No comprehensive study has been undertaken to determine the number of women on the boards of Islamic banks in the Middle East. Of the top ten Global Finance's 2019 ranking of the safest Islamic banks in the Gulf Cooperation Council (GCC) and from publicly-available records (website information) from the named institutions themselves, only Barwa Bank has one female representative on the board of directors.

Acknowledging the need for an increase in representation, the UAE passed legislation in 2012 making it compulsory for corporations and government agencies to include women on their boards. The goal is for 20% women’s representation on boards of directors by this year. By this time in 2021, we will be able to measure how effective this has been for Islamic banking and finance in the country.

I do not believe the issue of lack of leadership pipelines for women in Islamic finance is not important to people who work in the industry, but it is not given urgency.

I’m reminded of a conference I attended many years ago and an eminent Shariah scholar was asked about the lack of women in leadership positions in the industry. His reply was when the time will come, it will happen (I paraphrase).

As the old proverb goes: “Doing nothing is hard, you never know when you’re done.”

LEADERSHIP, STEP UP

Inaction is not a powerful catalyst for change. No CEO in any institution would employ inertia as a strategy. In fact, the burden of solving gender inequity lies with CEOs and shareholders.
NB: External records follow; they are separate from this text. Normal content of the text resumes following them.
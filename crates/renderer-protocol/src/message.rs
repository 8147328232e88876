//! Tagged messages and their binary encoding.
//!
//! A binary message is `[1 byte: message type] [payload bytes]`. The payload
//! is empty for the tokenizer request, raw bytes for the tokenizer data, and
//! JSON for everything else.

use bytes::Bytes;

use crate::types::{LanguageGrammar, ThemeDefinition};

/// Error type for message encoding and decoding.
#[derive(Debug, thiserror::Error)]
pub enum ProtocolError {
    #[error("empty message frame")]
    EmptyFrame,

    #[error("unknown message type: {0}")]
    UnknownMessageType(u8),

    #[error("message type {0:?} carries no data")]
    MissingData(MessageType),

    #[error("JSON error: {0}")]
    Json(#[from] serde_json::Error),

    #[error("I/O error: {0}")]
    Io(#[from] std::io::Error),
}

/// Integer tag shared by a request and its reply.
#[derive(Debug, Clone, Copy, PartialEq, Eq, Hash)]
#[repr(u8)]
pub enum MessageType {
    /// Tokenizer engine bootstrap.
    Tokenizer = 1,
    /// Per-language grammar.
    Language = 2,
    /// Active color theme.
    Theme = 3,
}

impl TryFrom<u8> for MessageType {
    type Error = ProtocolError;

    fn try_from(value: u8) -> Result<Self, Self::Error> {
        match value {
            1 => Ok(MessageType::Tokenizer),
            2 => Ok(MessageType::Language),
            3 => Ok(MessageType::Theme),
            k => Err(ProtocolError::UnknownMessageType(k)),
        }
    }
}

/// Messages sent by the renderer client.
#[derive(Debug, Clone, PartialEq, Eq)]
pub enum ClientMessage {
    /// Readiness ping asking for the tokenizer engine.
    TokenizerRequest,
    /// Ask for the grammar of one language.
    LanguageRequest { language_id: String },
    /// Ask for the generated definition of a named theme.
    ThemeRequest { theme_name: String },
}

impl ClientMessage {
    pub fn message_type(&self) -> MessageType {
        match self {
            ClientMessage::TokenizerRequest => MessageType::Tokenizer,
            ClientMessage::LanguageRequest { .. } => MessageType::Language,
            ClientMessage::ThemeRequest { .. } => MessageType::Theme,
        }
    }

    pub fn encode(&self) -> Result<Vec<u8>, ProtocolError> {
        let mut frame = vec![self.message_type() as u8];
        match self {
            ClientMessage::TokenizerRequest => {}
            ClientMessage::LanguageRequest { language_id } => {
                frame.extend(serde_json::to_vec(language_id)?);
            }
            ClientMessage::ThemeRequest { theme_name } => {
                frame.extend(serde_json::to_vec(theme_name)?);
            }
        }
        Ok(frame)
    }

    pub fn decode(frame: &[u8]) -> Result<Self, ProtocolError> {
        let (kind, payload) = split_frame(frame)?;
        match kind {
            MessageType::Tokenizer => Ok(ClientMessage::TokenizerRequest),
            MessageType::Language => Ok(ClientMessage::LanguageRequest {
                language_id: json_payload(kind, payload)?,
            }),
            MessageType::Theme => Ok(ClientMessage::ThemeRequest {
                theme_name: json_payload(kind, payload)?,
            }),
        }
    }
}

/// Messages sent by the resolver host.
#[derive(Debug, Clone, PartialEq)]
pub enum HostMessage {
    /// The tokenizer engine binary.
    TokenizerData(Bytes),
    LanguageGrammar(LanguageGrammar),
    ThemeData(ThemeDefinition),
}

impl HostMessage {
    pub fn message_type(&self) -> MessageType {
        match self {
            HostMessage::TokenizerData(_) => MessageType::Tokenizer,
            HostMessage::LanguageGrammar(_) => MessageType::Language,
            HostMessage::ThemeData(_) => MessageType::Theme,
        }
    }

    pub fn encode(&self) -> Result<Vec<u8>, ProtocolError> {
        let mut frame = vec![self.message_type() as u8];
        match self {
            HostMessage::TokenizerData(data) => frame.extend_from_slice(data),
            HostMessage::LanguageGrammar(grammar) => frame.extend(serde_json::to_vec(grammar)?),
            HostMessage::ThemeData(theme) => frame.extend(serde_json::to_vec(theme)?),
        }
        Ok(frame)
    }

    pub fn decode(frame: &[u8]) -> Result<Self, ProtocolError> {
        let (kind, payload) = split_frame(frame)?;
        match kind {
            MessageType::Tokenizer => Ok(HostMessage::TokenizerData(Bytes::copy_from_slice(
                payload,
            ))),
            MessageType::Language => Ok(HostMessage::LanguageGrammar(json_payload(
                kind, payload,
            )?)),
            MessageType::Theme => Ok(HostMessage::ThemeData(json_payload(kind, payload)?)),
        }
    }
}

fn split_frame(frame: &[u8]) -> Result<(MessageType, &[u8]), ProtocolError> {
    match frame.split_first() {
        Some((tag, payload)) => Ok((MessageType::try_from(*tag)?, payload)),
        None => Err(ProtocolError::EmptyFrame),
    }
}

fn json_payload<T: serde::de::DeserializeOwned>(
    kind: MessageType,
    payload: &[u8],
) -> Result<T, ProtocolError> {
    if payload.is_empty() {
        return Err(ProtocolError::MissingData(kind));
    }
    Ok(serde_json::from_slice(payload)?)
}

#[cfg(test)]
mod tests {
    use super::*;
    use crate::types::{ThemeBase, TokenRule};

    #[test]
    fn test_message_type_tags() {
        assert_eq!(MessageType::Tokenizer as u8, 1);
        assert_eq!(MessageType::Language as u8, 2);
        assert_eq!(MessageType::Theme as u8, 3);
        assert!(matches!(
            MessageType::try_from(9),
            Err(ProtocolError::UnknownMessageType(9))
        ));
    }

    #[test]
    fn test_tokenizer_request_has_no_payload() {
        let frame = ClientMessage::TokenizerRequest.encode().unwrap();
        assert_eq!(frame, vec![1]);
        assert_eq!(
            ClientMessage::decode(&frame).unwrap(),
            ClientMessage::TokenizerRequest
        );
    }

    #[test]
    fn test_language_request_payload_is_json_string() {
        let msg = ClientMessage::LanguageRequest {
            language_id: "python".into(),
        };
        let frame = msg.encode().unwrap();
        assert_eq!(frame[0], 2);
        assert_eq!(&frame[1..], b"\"python\"");
        assert_eq!(ClientMessage::decode(&frame).unwrap(), msg);
    }

    #[test]
    fn test_theme_request_without_payload_is_rejected() {
        assert!(matches!(
            ClientMessage::decode(&[3]),
            Err(ProtocolError::MissingData(MessageType::Theme))
        ));
    }

    #[test]
    fn test_empty_frame_is_rejected() {
        assert!(matches!(
            HostMessage::decode(&[]),
            Err(ProtocolError::EmptyFrame)
        ));
    }

    #[test]
    fn test_tokenizer_data_is_raw_bytes() {
        let msg = HostMessage::TokenizerData(Bytes::from_static(b"\0asm\x01\0\0\0"));
        let frame = msg.encode().unwrap();
        assert_eq!(&frame[1..], b"\0asm\x01\0\0\0");
        assert_eq!(HostMessage::decode(&frame).unwrap(), msg);
    }

    #[test]
    fn test_theme_data_decodes() {
        let theme = ThemeDefinition {
            base: ThemeBase::Vs,
            inherit: false,
            colors: [("editor.background".to_string(), "#ffffff".to_string())]
                .into_iter()
                .collect(),
            rules: vec![TokenRule {
                token: "comment".into(),
                foreground: Some("#008000".into()),
                background: None,
                font_style: None,
            }],
        };
        let frame = HostMessage::ThemeData(theme.clone()).encode().unwrap();
        match HostMessage::decode(&frame).unwrap() {
            HostMessage::ThemeData(decoded) => assert_eq!(decoded, theme),
            other => panic!("unexpected message: {:?}", other),
        }
    }

    #[test]
    fn test_malformed_grammar_json() {
        let mut frame = vec![2u8];
        frame.extend_from_slice(b"{not json");
        assert!(matches!(
            HostMessage::decode(&frame),
            Err(ProtocolError::Json(_))
        ));
    }
}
If they are serious about female participation in the workplace at all levels, they must not only make it a strategic priority, but implement inclusive workplace polices, identify the barriers facing women in their own institutions, create clear pathways and pipelines for women toward leadership and engage a culture which fosters inclusion, innovation and best practices.

I would also say to any CEO of an Islamic bank or institution, next time you’re asked to sit on a panel of ‘Power CEOs’ and you don’t see a woman sitting next to you, remove yourself from that debate. Optics matter. Representation matters.
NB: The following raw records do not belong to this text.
//! Seam to the third-party editor widget.

use renderer_protocol::{LanguageGrammar, ThemeBase, ThemeDefinition};

/// The editor widget integration the client drives.
///
/// Implementations own the actual tokenizer engine, the read-only editor
/// instances and their layout.
pub trait EditorWidget: Send + Sync {
    /// Hand the tokenizer engine binary to the widget.
    fn load_tokenizer(&self, engine: &[u8]);

    /// Register (or re-register) a language grammar.
    fn register_language(&self, grammar: &LanguageGrammar);

    /// Register or override a named color theme.
    fn define_theme(&self, name: &str, theme: &ThemeDefinition);

    /// Create the (empty) display area for an output so layout is stable
    /// before any content arrives.
    fn reserve_display(&self, output_id: &str, base: ThemeBase);

    /// Show a read-only editor for an output.
    fn show(&self, view: &EditorView);

    /// Tear down one output, or every output when `output_id` is `None`.
    fn dispose(&self, output_id: Option<&str>);
}

/// A read-only editor ready to be shown.
#[derive(Debug, Clone, PartialEq, Eq)]
pub struct EditorView {
    pub output_id: String,
    pub language_id: String,
    pub text: String,
    /// Registered theme name to activate.
    pub theme_name: String,
}
//! Shared message types for the notebook code renderer channel.
//!
//! The renderer client (running inside the output webview) and the resolver
//! host (running with access to installed extensions) exchange three kinds of
//! messages, tagged by a small integer:
//!
//! | tag | client → host          | host → client                |
//! |-----|------------------------|------------------------------|
//! | 1   | tokenizer request      | raw tokenizer engine bytes   |
//! | 2   | language id            | [`LanguageGrammar`]          |
//! | 3   | theme name             | [`ThemeDefinition`]          |
//!
//! Messages travel either as binary frames (see [`connection`]) or as JSON
//! envelopes for webview `postMessage` transports (see [`Envelope`]).

mod base64;
pub mod connection;
mod envelope;
mod message;
mod types;

pub use base64::Base64Payload;
pub use connection::{MAX_CONTROL_FRAME_SIZE, MAX_FRAME_SIZE};
pub use envelope::Envelope;
pub use message::{ClientMessage, HostMessage, MessageType, ProtocolError};
pub use types::{LanguageGrammar, ThemeBase, ThemeDefinition, TokenRule};
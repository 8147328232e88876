//! Host message loop.
//!
//! Reads client request frames, resolves each one on its own task, and
//! funnels replies through a single writer task so frames never interleave.

use std::sync::Arc;

use log::{debug, error, info, warn};
use renderer_protocol::connection::{recv_client_frame, send_host_message};
use renderer_protocol::{ClientMessage, HostMessage, ProtocolError};
use tokio::io::{AsyncRead, AsyncWrite};
use tokio::sync::mpsc;

use crate::resolver::Resolver;

/// Serves one renderer client connection.
#[derive(Clone)]
pub struct HostServer {
    resolver: Arc<Resolver>,
}

impl HostServer {
    pub fn new(resolver: Arc<Resolver>) -> Self {
        Self { resolver }
    }

    pub fn resolver(&self) -> &Arc<Resolver> {
        &self.resolver
    }

    /// Serve until the client closes its end. In-flight requests are
    /// answered before this returns.
    pub async fn serve<R, W>(&self, mut reader: R, mut writer: W) -> anyhow::Result<()>
    where
        R: AsyncRead + Unpin,
        W: AsyncWrite + Unpin + Send + 'static,
    {
        let (tx, mut rx) = mpsc::unbounded_channel::<HostMessage>();

        let writer_task = tokio::spawn(async move {
            while let Some(reply) = rx.recv().await {
                match send_host_message(&mut writer, &reply).await {
                    Ok(()) => {}
                    // Oversized reply: nothing was written, the stream is intact.
                    Err(ProtocolError::Io(e)) if e.kind() == std::io::ErrorKind::InvalidInput => {
                        warn!(
                            "[renderer-host] Dropping {:?} reply: {}",
                            reply.message_type(),
                            e
                        );
                    }
                    Err(e) => {
                        error!(
                            "[renderer-host] Failed to send {:?} reply: {}",
                            reply.message_type(),
                            e
                        );
                        break;
                    }
                }
            }
        });

        let result = loop {
            let frame = match recv_client_frame(&mut reader).await {
                Ok(Some(frame)) => frame,
                Ok(None) => {
                    info!("[renderer-host] Client closed the channel");
                    break Ok(());
                }
                Err(e) => {
                    error!("[renderer-host] Channel read error: {}", e);
                    break Err(e.into());
                }
            };

            let request = match ClientMessage::decode(&frame) {
                Ok(request) => request,
                Err(e) => {
                    warn!("[renderer-host] Skipping undecodable request: {}", e);
                    continue;
                }
            };
            debug!("[renderer-host] Request: {:?}", request);

            let resolver = self.resolver.clone();
            let tx = tx.clone();
            tokio::spawn(async move {
                if let Some(reply) = resolver.handle_request(request).await {
                    // Receiver gone means the writer failed; nothing to do.
                    let _ = tx.send(reply);
                }
            });
        };

        drop(tx);
        writer_task.await?;
        result
    }

    /// Serve on the process's stdin and stdout.
    pub async fn serve_stdio(&self) -> anyhow::Result<()> {
        self.serve(tokio::io::stdin(), tokio::io::stdout()).await
    }
}
//! Drive a [`RendererClient`] over a framed byte stream.
//!
//! One task drains the client's outbound port into frames, another decodes
//! host frames and feeds them to [`RendererClient::handle_message`].

use std::sync::Arc;

use log::{error, info, warn};
use renderer_protocol::connection::{recv_host_frame, send_client_message};
use renderer_protocol::HostMessage;
use tokio::io::{AsyncRead, AsyncWrite};
use tokio::task::JoinHandle;

use crate::client::{ClientConfig, ClientError, RendererClient};
use crate::port::ChannelPort;
use crate::widget::EditorWidget;
use crate::RendererEnvironment;

/// A client wired to a host connection.
pub struct Connection {
    pub client: Arc<RendererClient>,
    reader: JoinHandle<()>,
    writer: JoinHandle<()>,
}

impl Connection {
    /// Stop both transport tasks. Pending renders stay pending.
    pub fn close(&self) {
        self.reader.abort();
        self.writer.abort();
    }
}

impl Drop for Connection {
    fn drop(&mut self) {
        self.close();
    }
}

/// Activate a client on top of `reader`/`writer`.
///
/// Must be called from within a tokio runtime.
pub fn connect<R, W>(
    reader: R,
    writer: W,
    environment: RendererEnvironment,
    widget: Arc<dyn EditorWidget>,
    config: ClientConfig,
) -> Result<Connection, ClientError>
where
    R: AsyncRead + Unpin + Send + 'static,
    W: AsyncWrite + Unpin + Send + 'static,
{
    let (port, mut outbound) = ChannelPort::new();
    let client = Arc::new(RendererClient::activate(
        environment,
        Arc::new(port),
        widget,
        config,
    )?);

    let writer = tokio::spawn(async move {
        let mut writer = writer;
        while let Some(message) = outbound.recv().await {
            if let Err(e) = send_client_message(&mut writer, &message).await {
                error!("[renderer-client] Failed to send {:?}: {}", message, e);
                break;
            }
        }
    });

    let reader_client = client.clone();
    let reader = tokio::spawn(async move {
        read_loop(reader, reader_client).await;
    });

    Ok(Connection {
        client,
        reader,
        writer,
    })
}

async fn read_loop<R: AsyncRead + Unpin>(mut reader: R, client: Arc<RendererClient>) {
    loop {
        match recv_host_frame(&mut reader).await {
            Ok(Some(frame)) => match HostMessage::decode(&frame) {
                Ok(message) => client.handle_message(message),
                Err(e) => warn!("[renderer-client] Skipping undecodable host frame: {}", e),
            },
            Ok(None) => {
                info!("[renderer-client] Host closed the channel");
                break;
            }
            Err(e) => {
                error!("[renderer-client] Channel read error: {}", e);
                break;
            }
        }
    }
}
//! Outbound side of the message channel.

use renderer_protocol::ClientMessage;
use tokio::sync::mpsc;

use crate::client::ClientError;

/// Posts client messages to the resolver host.
pub trait MessagePort: Send + Sync {
    fn post(&self, message: ClientMessage) -> Result<(), ClientError>;
}

/// Port backed by an unbounded channel; the receiving end is drained by
/// whatever transport carries messages to the host.
#[derive(Debug, Clone)]
pub struct ChannelPort {
    tx: mpsc::UnboundedSender<ClientMessage>,
}

impl ChannelPort {
    pub fn new() -> (Self, mpsc::UnboundedReceiver<ClientMessage>) {
        let (tx, rx) = mpsc::unbounded_channel();
        (Self { tx }, rx)
    }
}

impl MessagePort for ChannelPort {
    fn post(&self, message: ClientMessage) -> Result<(), ClientError> {
        self.tx.send(message).map_err(|_| ClientError::ChannelClosed)
    }
}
Gender inequity is not an issue just for the Islamic economy or OIC countries. It is a global plight. It will take 257 years to close the gender economic gap, according to The World Economic Forum – that is an increase of 55 years from the estimate in 2019.

But this issue acutely affects our economies, when nine out of the 10 least gender-equal countries in the World are OIC nations, according to data from the WEF Global Gender Gap Report 2020.

There are around 800 million Muslim women across the planet, of those, over 150 million are active economic and labor participants, earning close to $1 trillion.

According to Saadia Zahidi, the author of ‘Fifty Million Rising’ and Head of the Centre for the New Economy and Society at the World Economic Forum the “combined earnings [of] Muslim women would make them the world’s 16th richest country.”

Our prosperity, inclusion, wellbeing, security and progress is what will help shape and define the future trajectory of our countries. Representation and inclusion of women will only enrich the Islamic economy.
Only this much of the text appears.